The voice of prayer is never silent nor dies the strain of praise away, and we should more than ever now be diligent in the disciplines of prayer. The provision of squints and “leper’ windows” in many of our ancient churches are at once testament to the fact that ours is a corporate religion in which all, sick and healthy, gather to pray together, and that “social distancing” to facilitate that is nothing new.
Public worship has been suspended for this season. However clergy are encouraged to be creative in offering opportunities to worship and pray.
- Parishes can consider offering lots of opportunities for prayer ensuring that physical distancing is maintained.

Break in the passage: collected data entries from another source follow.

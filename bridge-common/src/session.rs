use std::collections::HashMap;
use std::sync::Mutex;

use async_trait::async_trait;
use mongodb::bson::oid::ObjectId;
use serde::{Deserialize, Serialize};
use thiserror::Error;

/// One persistent session record per queue partition.
///
/// The partition number is the natural key; the store enforces uniqueness
/// and every write is a full replace-or-insert. The `id` is assigned by the
/// store on first insert and never read back by application logic.
#[derive(Debug, Clone, Serialize, Deserialize, PartialEq)]
pub struct PartitionSession {
    #[serde(rename = "_id", skip_serializing_if = "Option::is_none")]
    pub id: Option<ObjectId>,
    pub token: String,
    pub partition: i32,
}

impl PartitionSession {
    pub fn new(partition: i32, token: impl Into<String>) -> Self {
        Self {
            id: None,
            token: token.into(),
            partition,
        }
    }
}

#[derive(Debug, Error)]
pub enum StoreError {
    #[error("session store backend error: {0}")]
    Backend(#[from] mongodb::error::Error),
    #[error("failed to encode session filter: {0}")]
    Filter(#[from] mongodb::bson::ser::Error),
}

/// Durable partition→token registry.
///
/// A missing record is a normal outcome (`Ok(None)`), distinct from a
/// transport failure. Concurrent upserts for different partitions never
/// conflict; same-partition writers race on last-write-wins.
#[async_trait]
pub trait SessionStore: Send + Sync {
    async fn upsert(&self, partition: i32, token: &str) -> Result<(), StoreError>;
    async fn find_by_partition(&self, partition: i32)
        -> Result<Option<PartitionSession>, StoreError>;
    async fn find_all(&self) -> Result<Vec<PartitionSession>, StoreError>;
}

/// In-memory registry for tests and local runs without a document store.
#[derive(Default)]
pub struct MemorySessionStore {
    sessions: Mutex<HashMap<i32, PartitionSession>>,
}

#[async_trait]
impl SessionStore for MemorySessionStore {
    async fn upsert(&self, partition: i32, token: &str) -> Result<(), StoreError> {
        let mut sessions = self.sessions.lock().expect("poisoned session store lock");
        sessions.insert(partition, PartitionSession::new(partition, token));
        Ok(())
    }

    async fn find_by_partition(
        &self,
        partition: i32,
    ) -> Result<Option<PartitionSession>, StoreError> {
        let sessions = self.sessions.lock().expect("poisoned session store lock");
        Ok(sessions.get(&partition).cloned())
    }

    async fn find_all(&self) -> Result<Vec<PartitionSession>, StoreError> {
        let sessions = self.sessions.lock().expect("poisoned session store lock");
        Ok(sessions.values().cloned().collect())
    }
}

#[cfg(test)]
mod tests {
    use super::*;

    #[tokio::test]
    async fn upsert_then_lookup_returns_token() {
        let store = MemorySessionStore::default();
        store.upsert(3, "tok-a").await.unwrap();

        let found = store.find_by_partition(3).await.unwrap().unwrap();
        assert_eq!(found.token, "tok-a");
        assert_eq!(found.partition, 3);
    }

    #[tokio::test]
    async fn second_upsert_replaces_instead_of_duplicating() {
        let store = MemorySessionStore::default();
        store.upsert(3, "tok-a").await.unwrap();
        store.upsert(3, "tok-b").await.unwrap();

        let all = store.find_all().await.unwrap();
        assert_eq!(all.len(), 1);
        assert_eq!(all[0].token, "tok-b");
    }

    #[tokio::test]
    async fn untouched_partition_is_not_found_not_an_error() {
        let store = MemorySessionStore::default();
        store.upsert(0, "tok-a").await.unwrap();

        assert!(store.find_by_partition(7).await.unwrap().is_none());
    }

    #[tokio::test]
    async fn upserts_for_different_partitions_coexist() {
        let store = MemorySessionStore::default();
        store.upsert(0, "tok-0").await.unwrap();
        store.upsert(1, "tok-1").await.unwrap();

        let mut all = store.find_all().await.unwrap();
        all.sort_by_key(|s| s.partition);
        assert_eq!(all.len(), 2);
        assert_eq!(all[1].token, "tok-1");
    }
}
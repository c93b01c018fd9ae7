use rdkafka::error::KafkaError;
use rdkafka::producer::FutureProducer;
use rdkafka::ClientConfig;
use tracing::debug;

use crate::config::KafkaConfig;

/// Client context shared by the bridge's producers, publishing librdkafka
/// statistics as gauges.
pub struct BridgeKafkaContext;

impl rdkafka::ClientContext for BridgeKafkaContext {
    fn stats(&self, stats: rdkafka::Statistics) {
        metrics::gauge!("bridge_kafka_callback_queue_depth").set(stats.replyq as f64);
        metrics::gauge!("bridge_kafka_producer_queue_depth").set(stats.msg_cnt as f64);
        metrics::gauge!("bridge_kafka_producer_queue_bytes").set(stats.msg_size as f64);

        for (topic, topic_stats) in stats.topics {
            metrics::gauge!("bridge_kafka_produce_avg_batch_size_bytes", "topic" => topic)
                .set(topic_stats.batchsize.avg as f64);
        }
    }
}

pub fn create_kafka_producer(
    config: &KafkaConfig,
) -> Result<FutureProducer<BridgeKafkaContext>, KafkaError> {
    let mut client_config = ClientConfig::new();
    client_config
        .set("bootstrap.servers", &config.kafka_hosts)
        .set("statistics.interval.ms", "10000")
        .set("linger.ms", config.kafka_producer_linger_ms.to_string())
        .set(
            "message.timeout.ms",
            config.kafka_message_timeout_ms.to_string(),
        );

    if config.kafka_tls {
        client_config
            .set("security.protocol", "ssl")
            .set("enable.ssl.certificate.verification", "false");
    };

    debug!("rdkafka producer configuration: {:?}", client_config);
    client_config.create_with_context(BridgeKafkaContext)
}
use thiserror::Error;

use bridge_common::salesforce::ApiClientError;
use bridge_common::session::StoreError;

/// Failure of one consumed message, carrying the partition it arrived on.
/// The coordinator logs these and still acknowledges the message.
#[derive(Error, Debug)]
pub enum DispatchError {
    #[error("failed to decode message on partition {partition}: {error}")]
    Decode {
        partition: i32,
        error: serde_json::Error,
    },
    #[error("failed to read session for partition {partition}: {error}")]
    Registry { partition: i32, error: StoreError },
    #[error("token not found for partition {partition}")]
    TokenNotFound { partition: i32 },
    #[error("failed to create conversation for partition {partition}: {error}")]
    Forward {
        partition: i32,
        error: ApiClientError,
    },
}

/// Errors that end a consumer-group session. The coordinator reacts by
/// rejoining the group; only startup code treats them as fatal.
#[derive(Error, Debug)]
pub enum WorkerError {
    #[error("kafka consumer error: {0}")]
    Kafka(#[from] rdkafka::error::KafkaError),
}
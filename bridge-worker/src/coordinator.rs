use std::sync::Arc;
use std::time::Duration;

use rdkafka::consumer::{BaseConsumer, Consumer, ConsumerContext, Rebalance, StreamConsumer};
use rdkafka::message::BorrowedMessage;
use rdkafka::{ClientConfig, ClientContext, Message, TopicPartitionList};
use tokio::runtime::Handle;
use tokio::sync::watch;
use tracing::{error, info, warn};

use bridge_common::config::KafkaConfig;
use bridge_common::health::HealthHandle;
use bridge_common::session::SessionStore;

use crate::dispatch::Dispatcher;
use crate::error::WorkerError;
use crate::subscriptions::SubscriptionSupervisor;

const LIVENESS_REPORT_INTERVAL: Duration = Duration::from_secs(10);

/// Resettable one-shot readiness signal owned by the coordinator.
///
/// `start` blocks on it until the first group-join attempt is underway;
/// every reconnect cycle resets it before rejoining.
pub struct ReadyGate {
    ready: watch::Sender<bool>,
}

impl ReadyGate {
    pub fn new() -> Self {
        let (ready, _) = watch::channel(false);
        Self { ready }
    }

    pub fn reset(&self) {
        self.ready.send_replace(false);
    }

    pub fn set_ready(&self) {
        self.ready.send_replace(true);
    }

    pub fn is_ready(&self) -> bool {
        *self.ready.borrow()
    }

    /// Wait until the gate is (or already was) set.
    pub async fn wait_ready(&self) {
        let mut rx = self.ready.subscribe();
        // The sender lives as long as &self, so this cannot fail.
        rx.wait_for(|ready| *ready)
            .await
            .expect("ready gate sender dropped");
    }
}

impl Default for ReadyGate {
    fn default() -> Self {
        Self::new()
    }
}

/// Reactions to partition ownership changes.
///
/// On claim, one push subscription is opened per gained partition, keyed by
/// the token found in the session registry. A partition whose token cannot
/// be resolved simply has no subscription until a later pass provides one;
/// the claim itself never fails.
pub struct ClaimHandler {
    store: Arc<dyn SessionStore>,
    supervisor: Arc<SubscriptionSupervisor>,
}

impl ClaimHandler {
    pub fn new(store: Arc<dyn SessionStore>, supervisor: Arc<SubscriptionSupervisor>) -> Self {
        Self { store, supervisor }
    }

    pub async fn on_claim(&self, partitions: &[i32]) {
        for &partition in partitions {
            info!(partition, "partition claimed");
            metrics::counter!("bridge_partitions_claimed_total").increment(1);

            match self.store.find_by_partition(partition).await {
                Ok(Some(session)) => self.supervisor.open(partition, session.token).await,
                Ok(None) => {
                    warn!(
                        partition,
                        "no session token for claimed partition, subscription deferred"
                    );
                }
                Err(error) => {
                    error!(partition, %error, "failed to resolve session for claimed partition");
                }
            }
        }
    }

    pub async fn on_revoke(&self, partitions: &[i32]) {
        for &partition in partitions {
            info!(partition, "partition revoked");
            metrics::counter!("bridge_partitions_revoked_total").increment(1);
            self.supervisor.close(partition).await;
        }
    }
}

/// Bridges librdkafka rebalance callbacks onto the async claim handler.
/// The callbacks run on the consumer's poll thread and must not block, so
/// the reactions are spawned onto the runtime.
struct CoordinatorContext {
    handler: Arc<ClaimHandler>,
    rt_handle: Handle,
}

impl ClientContext for CoordinatorContext {}

impl ConsumerContext for CoordinatorContext {
    fn pre_rebalance(&self, _base_consumer: &BaseConsumer<Self>, rebalance: &Rebalance) {
        if let Rebalance::Revoke(partitions) = rebalance {
            let lost = partition_numbers(partitions);
            if lost.is_empty() {
                return;
            }
            let handler = self.handler.clone();
            self.rt_handle.spawn(async move {
                handler.on_revoke(&lost).await;
            });
        }
    }

    fn post_rebalance(&self, _base_consumer: &BaseConsumer<Self>, rebalance: &Rebalance) {
        match rebalance {
            Rebalance::Assign(partitions) => {
                let gained = partition_numbers(partitions);
                if gained.is_empty() {
                    return;
                }
                let handler = self.handler.clone();
                self.rt_handle.spawn(async move {
                    handler.on_claim(&gained).await;
                });
            }
            Rebalance::Error(e) => error!("rebalance failed: {:?}", e),
            Rebalance::Revoke(_) => {}
        }
    }
}

fn partition_numbers(partitions: &TopicPartitionList) -> Vec<i32> {
    partitions
        .elements()
        .iter()
        .map(|elem| elem.partition())
        .collect()
}

/// Owns the consumer-group membership of this worker process.
///
/// One session at a time: join the group, react to rebalances through the
/// claim handler, dispatch messages in partition order, store each offset
/// exactly once. When a session dies the coordinator rejoins immediately,
/// checking the shutdown signal only at loop-top.
pub struct Coordinator {
    config: KafkaConfig,
    handler: Arc<ClaimHandler>,
    dispatcher: Arc<Dispatcher>,
    ready: ReadyGate,
    liveness: HealthHandle,
}

impl Coordinator {
    pub fn new(
        config: KafkaConfig,
        handler: Arc<ClaimHandler>,
        dispatcher: Arc<Dispatcher>,
        liveness: HealthHandle,
    ) -> Self {
        Self {
            config,
            handler,
            dispatcher,
            ready: ReadyGate::new(),
            liveness,
        }
    }

    /// Block until the first group-join attempt is underway.
    pub async fn wait_ready(&self) {
        self.ready.wait_ready().await;
    }

    /// Consume until the shutdown signal flips. Session errors (broker
    /// unavailable, group errors) are not fatal: the gate is reset and the
    /// join is re-issued with no backoff.
    pub async fn run(&self, mut shutdown: watch::Receiver<bool>) -> Result<(), WorkerError> {
        loop {
            if *shutdown.borrow() {
                info!("shutdown requested, stopping consumer");
                return Ok(());
            }

            self.ready.reset();
            match self.consume_session(&mut shutdown).await {
                Ok(()) => return Ok(()),
                Err(error) => {
                    metrics::counter!("bridge_consumer_rejoins_total").increment(1);
                    error!(%error, "consumer session failed, rejoining group");
                }
            }
        }
    }

    /// One group session: subscribe, then pull and dispatch messages until
    /// the session errors out or shutdown is requested.
    async fn consume_session(
        &self,
        shutdown: &mut watch::Receiver<bool>,
    ) -> Result<(), WorkerError> {
        let consumer = self.create_consumer()?;
        consumer.subscribe(&[self.config.kafka_topic.as_str()])?;
        self.ready.set_ready();
        info!(
            group = %self.config.kafka_group_name,
            topic = %self.config.kafka_topic,
            "joining consumer group"
        );

        let mut liveness_interval = tokio::time::interval(LIVENESS_REPORT_INTERVAL);

        loop {
            tokio::select! {
                changed = shutdown.changed() => {
                    if changed.is_err() || *shutdown.borrow() {
                        info!("shutdown requested, leaving consumer group");
                        return Ok(());
                    }
                }
                _ = liveness_interval.tick() => {
                    self.liveness.report_healthy();
                }
                message = consumer.recv() => {
                    let message = message?;
                    self.handle_message(&consumer, &message).await;
                }
            }
        }
    }

    async fn handle_message(
        &self,
        consumer: &StreamConsumer<CoordinatorContext>,
        message: &BorrowedMessage<'_>,
    ) {
        let partition = message.partition();
        let payload = message.payload().unwrap_or_default();

        metrics::counter!("bridge_messages_consumed_total").increment(1);
        if let Err(error) = self.dispatcher.dispatch(partition, payload).await {
            metrics::counter!("bridge_dispatch_failures_total").increment(1);
            error!(partition, %error, "failed to dispatch message");
        }

        // Stored exactly once, success or failure: delivery to the provider
        // is at-most-once and the queue never redelivers a handled message.
        if let Err(error) = consumer.store_offset(message.topic(), partition, message.offset()) {
            error!(partition, %error, "failed to store offset");
        }
    }

    fn create_consumer(&self) -> Result<StreamConsumer<CoordinatorContext>, WorkerError> {
        let mut client_config = ClientConfig::new();
        client_config
            .set("bootstrap.servers", &self.config.kafka_hosts)
            .set("group.id", &self.config.kafka_group_name)
            .set("statistics.interval.ms", "10000")
            .set("enable.auto.offset.store", "false");

        if self.config.kafka_tls {
            client_config
                .set("security.protocol", "ssl")
                .set("enable.ssl.certificate.verification", "false");
        };

        let context = CoordinatorContext {
            handler: self.handler.clone(),
            rt_handle: Handle::current(),
        };
        Ok(client_config.create_with_context(context)?)
    }
}

#[cfg(test)]
mod tests {
    use bridge_common::session::MemorySessionStore;
    use bridge_common::test_utils::RecordingApi;

    use super::*;

    #[tokio::test]
    async fn gate_blocks_until_set() {
        let gate = Arc::new(ReadyGate::new());
        assert!(!gate.is_ready());

        let waiter = {
            let gate = gate.clone();
            tokio::spawn(async move { gate.wait_ready().await })
        };
        tokio::task::yield_now().await;
        assert!(!waiter.is_finished());

        gate.set_ready();
        waiter.await.unwrap();
        assert!(gate.is_ready());
    }

    #[tokio::test]
    async fn gate_resets_for_the_next_cycle() {
        let gate = ReadyGate::new();
        gate.set_ready();
        gate.reset();
        assert!(!gate.is_ready());

        // A wait started after the reset still completes on the next set.
        gate.set_ready();
        gate.wait_ready().await;
    }

    #[tokio::test]
    async fn claim_opens_one_subscription_per_resolvable_partition() {
        let store = Arc::new(MemorySessionStore::default());
        store.upsert(2, "tok-2").await.unwrap();
        // partition 5 has no session on purpose
        let api = Arc::new(RecordingApi::default());
        let supervisor = Arc::new(SubscriptionSupervisor::new(api.clone()));
        let handler = ClaimHandler::new(store, supervisor.clone());

        handler.on_claim(&[2, 5]).await;
        tokio::task::yield_now().await;

        assert_eq!(supervisor.open_partitions().await, vec![2]);
        assert_eq!(api.subscribed.lock().unwrap().as_slice(), &["tok-2"]);
    }

    #[tokio::test]
    async fn unresolvable_partition_does_not_block_the_rest_of_the_claim() {
        let store = Arc::new(MemorySessionStore::default());
        store.upsert(2, "tok-2").await.unwrap();
        let api = Arc::new(RecordingApi::default());
        let supervisor = Arc::new(SubscriptionSupervisor::new(api.clone()));
        let handler = ClaimHandler::new(store, supervisor.clone());

        // Lookup miss on 5 comes first and must not stop 2 from opening.
        handler.on_claim(&[5, 2]).await;
        tokio::task::yield_now().await;

        assert_eq!(supervisor.open_partitions().await, vec![2]);
    }

    #[tokio::test]
    async fn run_observes_shutdown_at_loop_top_before_joining() {
        let store = Arc::new(MemorySessionStore::default());
        let api = Arc::new(RecordingApi::default());
        let supervisor = Arc::new(SubscriptionSupervisor::new(api.clone()));
        let handler = Arc::new(ClaimHandler::new(store.clone(), supervisor));
        let dispatcher = Arc::new(crate::dispatch::Dispatcher::new(store, api));
        let registry = bridge_common::health::HealthRegistry::new("liveness");

        let coordinator = Coordinator::new(
            KafkaConfig {
                kafka_hosts: "localhost:9092".to_string(),
                kafka_topic: "conversation_create".to_string(),
                kafka_group_name: "conversation_bridge".to_string(),
                kafka_tls: false,
                kafka_producer_linger_ms: 20,
                kafka_message_timeout_ms: 10000,
            },
            handler,
            dispatcher,
            registry.register("consume_loop", time::Duration::seconds(60)),
        );

        let (shutdown_tx, shutdown_rx) = watch::channel(false);
        shutdown_tx.send_replace(true);

        // Already-requested shutdown short-circuits before any join attempt.
        coordinator.run(shutdown_rx).await.unwrap();
        assert!(!coordinator.ready.is_ready());
    }

    #[tokio::test]
    async fn revoke_stops_only_the_lost_partitions() {
        let store = Arc::new(MemorySessionStore::default());
        store.upsert(2, "tok-2").await.unwrap();
        store.upsert(5, "tok-5").await.unwrap();
        let api = Arc::new(RecordingApi::default());
        let supervisor = Arc::new(SubscriptionSupervisor::new(api));
        let handler = ClaimHandler::new(store, supervisor.clone());

        handler.on_claim(&[2, 5]).await;
        handler.on_revoke(&[5]).await;

        assert_eq!(supervisor.open_partitions().await, vec![2]);
    }
}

- Run a service with a few participants participants and live stream it. For a list of live-streamed services please see here, for how to do your own see here.
- Those with a weekday mass tradition may wish to preserve some vestige of this, provided that there are few attenders and they preserve physical distancing (two metres apart is the current advice) in a well-aerated building (communion in one kind only)
- Pray the Daily Office in church as normal (if others join you, preserve physical distancing)
- Go into church at midday, toll the bell if you have one, light a candle and pray midday prayers, including the prayers from the Church of England.
- Encourage parishioners to join in with the National Day of Prayer on 22nd March.
- For those with a midweek home group or bible study tradition, think about how you might do this online
- Church Buildings should remain open as much as possible for private prayer and pastors are encouraged to make themselves available with appropriate social distancing to speak to people, pray with them and give advice.
Now is the time for our communities to step up – working safely and following Government advice – making sure that contact is maintained with the vulnerable, that the sick have provisions and know they are cared for, and that voluntary activities which serve the needs of our communities are continued as much as possible.